Tool errors - memory errors

Tool output contains one of:

MemoryError                 # Python
what():  std::bad_alloc     # C++
Segmentation Fault          # C - but could be other problems too
Killed                      # Linux OOM Killer

Solutions:

  • Change input sizes or params
    • Map/reduce?
  • Decrease the amount of memory the tool needs
  • Increase the amount of memory available to the job
    • Request more memory from cluster scheduler
    • Use job resubmission to automatically rerun with a larger memory allocation
  • Cross your fingers and rerun the job

class: left

Tool errors - system errors

Tool output contains:

open(): /input/dataset_1.dat: No such file or directory

Solutions:

  • Verify that /input/dataset_1.dat exists.
    • On node the job ran on
    • As the user the job ran as
  • Fix the filesystem error (NFS?) and rerun the job
  • See NFS caching errors slide later

class: left

Tool errors - dependency problems

Tool output contains:

sh: command not found: samtools

Solutions:

  • Verify that tool_dependency_dir is accessible on the cluster, as the user running Galaxy jobs
  • Verify that tool dependencies are properly installed: Galaxy UI “Admin > Manage dependencies”
  • Use BioContainers (Docker/Singularity)

Manage Dependencies

An incredibly useful feature to hit unruly tool dependencies with a large hammer.

Manage Dependencies

(demo!)


An aside - dependency problems on geriatric Galaxies

Galaxy Tool Shed dependencies are dead.1 If you don’t know what Tool Shed dependencies are (lucky you) skip this slide.

Don’t attempt to fix Galaxy Tool Shed dependencies, just update tool and use container (or Conda) deps.

Put Conda first in dependency_resolvers_conf.xml if you still need to support both.

.reduce70[.footnote[1 The Tool Shed should only be used for Galaxy Tool configuration files and wrapper scripts]]


class: left

Tool errors - dependency problems

Tool output contains:

foo: error while loading shared libraries: libdeepthought.so.42: cannot open shared object file: No such file or directory

foo was compiled against libdeepthought.so.42 but it’s not on the runtime linker path

Solutions:

  • Reinstall tool dependencies (“Admin > Manage dependencies”).
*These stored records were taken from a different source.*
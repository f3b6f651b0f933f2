//! The job queue: priority-lane, concurrency-limited distribution of
//! jobs to workers.
//!
//! Each lane runs one dispatcher loop that pops its backlog, waits out
//! pause/rate-limit/concurrency gates, and hands jobs to the shared
//! handler on tracked tasks. A failed job re-enters its lane after an
//! exponential backoff delay until the lane's retry policy is exhausted,
//! at which point it is dead-lettered.

use std::collections::HashMap;
use std::sync::Arc;

use anyhow::Result;
use async_trait::async_trait;
use dashmap::DashMap;
use tokio_util::sync::CancellationToken;
use tokio_util::task::TaskTracker;

use crate::errors::QueueError;
use crate::queue::job::{Job, JobState, LaneKind};
use crate::queue::lane::{Lane, LaneConfig};

/// What the handler produced for a finished job.
pub enum JobOutcome {
    Done,
    /// Enqueue a follow-up job (e.g. a commit-lane PR job after a
    /// successful orchestration).
    FollowUp(Job),
}

/// Executes jobs on behalf of the queue. Returning `Err` engages the
/// queue's retry/backoff machinery — this is the one layer where workers
/// deliberately let errors escape.
#[async_trait]
pub trait JobHandler: Send + Sync {
    async fn handle(&self, job: &Job) -> Result<JobOutcome>;

    /// A job for this task was cancelled; abort any in-flight work.
    async fn on_cancel(&self, _task_id: &str) {}

    /// Retries are exhausted; the job is now terminally failed.
    async fn on_dead_letter(&self, _job: &Job, _error: &str) {}
}

/// Queue configuration: one entry per lane.
#[derive(Debug, Clone)]
pub struct QueueConfig {
    pub lanes: Vec<LaneConfig>,
}

impl Default for QueueConfig {
    fn default() -> Self {
        Self {
            lanes: vec![
                LaneConfig::normal(),
                LaneConfig::elevated(),
                LaneConfig::commit(),
            ],
        }
    }
}

pub struct JobQueue {
    lanes: HashMap<LaneKind, Arc<Lane>>,
    states: DashMap<String, JobState>,
    cancel_requested: DashMap<String, ()>,
    handler: Arc<dyn JobHandler>,
    tracker: TaskTracker,
    shutdown: CancellationToken,
    paused: tokio::sync::watch::Sender<bool>,
}

impl JobQueue {
    /// Build the queue and spawn one dispatcher per configured lane.
    pub fn start(config: QueueConfig, handler: Arc<dyn JobHandler>) -> Arc<Self> {
        let lanes: HashMap<LaneKind, Arc<Lane>> = config
            .lanes
            .into_iter()
            .map(|lane| (lane.kind, Arc::new(Lane::new(lane))))
            .collect();
        let (paused, _) = tokio::sync::watch::channel(false);

        let queue = Arc::new(Self {
            lanes,
            states: DashMap::new(),
            cancel_requested: DashMap::new(),
            handler,
            tracker: TaskTracker::new(),
            shutdown: CancellationToken::new(),
            paused,
        });

        for lane in queue.lanes.values() {
            let dispatcher = Arc::clone(&queue);
            let lane = Arc::clone(lane);
            queue.tracker.spawn(async move {
                dispatcher.dispatch_loop(lane).await;
            });
        }

        queue
    }

    /// Submit a job. The job id is the task id, so submitting a task that
    /// is already in flight is a no-op returning the existing state.
    pub fn submit(&self, job: Job) -> Result<JobState, QueueError> {
        if self.shutdown.is_cancelled() {
            return Err(QueueError::QueueClosed {
                task_id: job.id.clone(),
            });
        }
        let lane_kind = job.lane();
        let Some(lane) = self.lanes.get(&lane_kind) else {
            return Err(QueueError::UnknownLane {
                lane: lane_kind.to_string(),
            });
        };

        if let Some(existing) = self.states.get(&job.id)
            && existing.is_in_flight()
        {
            tracing::debug!(task_id = %job.id, state = existing.as_str(), "Duplicate submission merged");
            return Ok(*existing);
        }

        self.states.insert(job.id.clone(), JobState::Waiting);
        tracing::info!(task_id = %job.id, lane = %lane_kind, retries = job.retries, "Job queued");
        lane.push(job);
        Ok(JobState::Waiting)
    }

    /// Last known state for a task's job, if any.
    pub fn state(&self, task_id: &str) -> Option<JobState> {
        self.states.get(task_id).map(|s| *s)
    }

    pub fn backlog_len(&self, lane: LaneKind) -> usize {
        self.lanes.get(&lane).map(|l| l.backlog_len()).unwrap_or(0)
    }

    /// Cancel a task's job. A waiting job is removed outright; an active
    /// (or backing-off) job is flagged and moved to the cancelled
    /// terminal state when it unwinds — never killed mid-flight.
    pub async fn cancel(&self, task_id: &str) -> Result<JobState, QueueError> {
        let current = self
            .state(task_id)
            .ok_or_else(|| QueueError::JobNotFound {
                task_id: task_id.to_string(),
            })?;

        match current {
            JobState::Waiting => {
                for lane in self.lanes.values() {
                    lane.remove(task_id);
                }
                self.states.insert(task_id.to_string(), JobState::Cancelled);
                self.handler.on_cancel(task_id).await;
                tracing::info!(task_id, "Waiting job cancelled");
                Ok(JobState::Cancelled)
            }
            JobState::Active | JobState::Backoff => {
                self.cancel_requested.insert(task_id.to_string(), ());
                self.handler.on_cancel(task_id).await;
                tracing::info!(task_id, state = %current, "Cancellation flagged for in-flight job");
                Ok(current)
            }
            terminal => Ok(terminal),
        }
    }

    /// Stop admitting jobs until `resume`.
    pub fn pause(&self) {
        self.paused.send_replace(true);
        tracing::info!("Queue paused");
    }

    pub fn resume(&self) {
        self.paused.send_replace(false);
        tracing::info!("Queue resumed");
    }

    pub fn is_paused(&self) -> bool {
        *self.paused.borrow()
    }

    /// Graceful shutdown: stop intake and dispatching, then drain
    /// in-flight jobs.
    pub async fn shutdown(&self) {
        tracing::info!("Queue shutting down");
        self.shutdown.cancel();
        for lane in self.lanes.values() {
            lane.notify.notify_waiters();
        }
        self.tracker.close();
        self.tracker.wait().await;
        tracing::info!("Queue drained");
    }

    async fn dispatch_loop(self: Arc<Self>, lane: Arc<Lane>) {
        loop {
            let job = loop {
                if let Some(job) = lane.pop() {
                    break job;
                }
                tokio::select! {
                    _ = lane.notify.notified() => {}
                    _ = self.shutdown.cancelled() => return,
                }
            };

            if !self.wait_unpaused().await {
                // Shut down while paused; leave the job unprocessed.
                return;
            }

            if self.cancel_requested.remove(&job.id).is_some() {
                self.states.insert(job.id.clone(), JobState::Cancelled);
                continue;
            }

            tokio::select! {
                _ = lane.admit() => {}
                _ = self.shutdown.cancelled() => return,
            }

            let permit = tokio::select! {
                permit = lane.semaphore.clone().acquire_owned() => {
                    match permit {
                        Ok(permit) => permit,
                        Err(_) => return,
                    }
                }
                _ = self.shutdown.cancelled() => return,
            };

            // The job may have been cancelled while it sat popped but
            // unstarted (waiting on pause, rate limit, or a permit).
            if self.cancel_requested.remove(&job.id).is_some()
                || self.state(&job.id) == Some(JobState::Cancelled)
            {
                self.states.insert(job.id.clone(), JobState::Cancelled);
                continue;
            }

            let queue = Arc::clone(&self);
            let lane = Arc::clone(&lane);
            self.tracker.spawn(async move {
                let _permit = permit;
                queue.run_job(lane, job).await;
            });
        }
    }

    async fn run_job(self: Arc<Self>, lane: Arc<Lane>, job: Job) {
        self.states.insert(job.id.clone(), JobState::Active);
        tracing::info!(task_id = %job.id, lane = %lane.config.kind, attempt = job.retries + 1, "Job started");

        let result = match lane.config.stall_timeout {
            Some(timeout) => match tokio::time::timeout(timeout, self.handler.handle(&job)).await {
                Ok(result) => result,
                Err(_) => Err(anyhow::anyhow!("job stalled after {:?}", timeout)),
            },
            None => self.handler.handle(&job).await,
        };

        if self.cancel_requested.remove(&job.id).is_some() {
            self.states.insert(job.id.clone(), JobState::Cancelled);
            tracing::info!(task_id = %job.id, "Job cancelled");
            return;
        }

        match result {
            Ok(JobOutcome::Done) => {
                self.states.insert(job.id.clone(), JobState::Completed);
                tracing::info!(task_id = %job.id, "Job completed");
            }
            Ok(JobOutcome::FollowUp(next)) => {
                self.states.insert(job.id.clone(), JobState::Completed);
                tracing::info!(task_id = %job.id, lane = %next.lane(), "Job completed, follow-up queued");
                if let Err(e) = self.submit(next) {
                    tracing::warn!(task_id = %job.id, error = %e, "Follow-up submission failed");
                }
            }
            Err(e) => {
                let message = format!("{:#}", e);
                self.schedule_retry(lane, job, message).await;
            }
        }
    }

    async fn schedule_retry(self: Arc<Self>, lane: Arc<Lane>, mut job: Job, error: String) {
        let policy = lane.config.retry;
        if policy.is_exhausted(job.retries) {
            self.states.insert(job.id.clone(), JobState::Failed);
            tracing::error!(task_id = %job.id, retries = job.retries, error = %error, "Job dead-lettered");
            self.handler.on_dead_letter(&job, &error).await;
            return;
        }

        let delay = policy.delay_for(job.retries);
        job.retries += 1;
        self.states.insert(job.id.clone(), JobState::Backoff);
        tracing::warn!(
            task_id = %job.id,
            retry = job.retries,
            delay_secs = delay.as_secs(),
            error = %error,
            "Job failed, retry scheduled"
        );

        let queue = Arc::clone(&self);
        tokio::spawn(async move {
            tokio::time::sleep(delay).await;
            if queue.shutdown.is_cancelled() {
                queue.states.insert(job.id.clone(), JobState::Failed);
                queue
                    .handler
                    .on_dead_letter(&job, "queue shut down during backoff")
                    .await;
                return;
            }
            if queue.cancel_requested.remove(&job.id).is_some() {
                queue.states.insert(job.id.clone(), JobState::Cancelled);
                return;
            }
            queue.states.insert(job.id.clone(), JobState::Waiting);
            if let Some(lane) = queue.lanes.get(&job.lane()) {
                lane.push(job);
            }
        });
    }

    /// Returns false if the queue shut down while paused.
    async fn wait_unpaused(&self) -> bool {
        let mut rx = self.paused.subscribe();
        loop {
            if !*rx.borrow() {
                return true;
            }
            tokio::select! {
                changed = rx.changed() => {
                    if changed.is_err() {
                        return true;
                    }
                }
                _ = self.shutdown.cancelled() => return false,
            }
        }
    }
}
If it still fails2:
    • Determine conda package providing libdeepthought.so
    • Downgrade it to the version that provides libdeepthought.so.42
  • Use BioContainers (Docker/Singularity)

.center[.reduce70[.footnote[2 First, Google the error because someone named Björn has probably already found and fixed the problem.]]]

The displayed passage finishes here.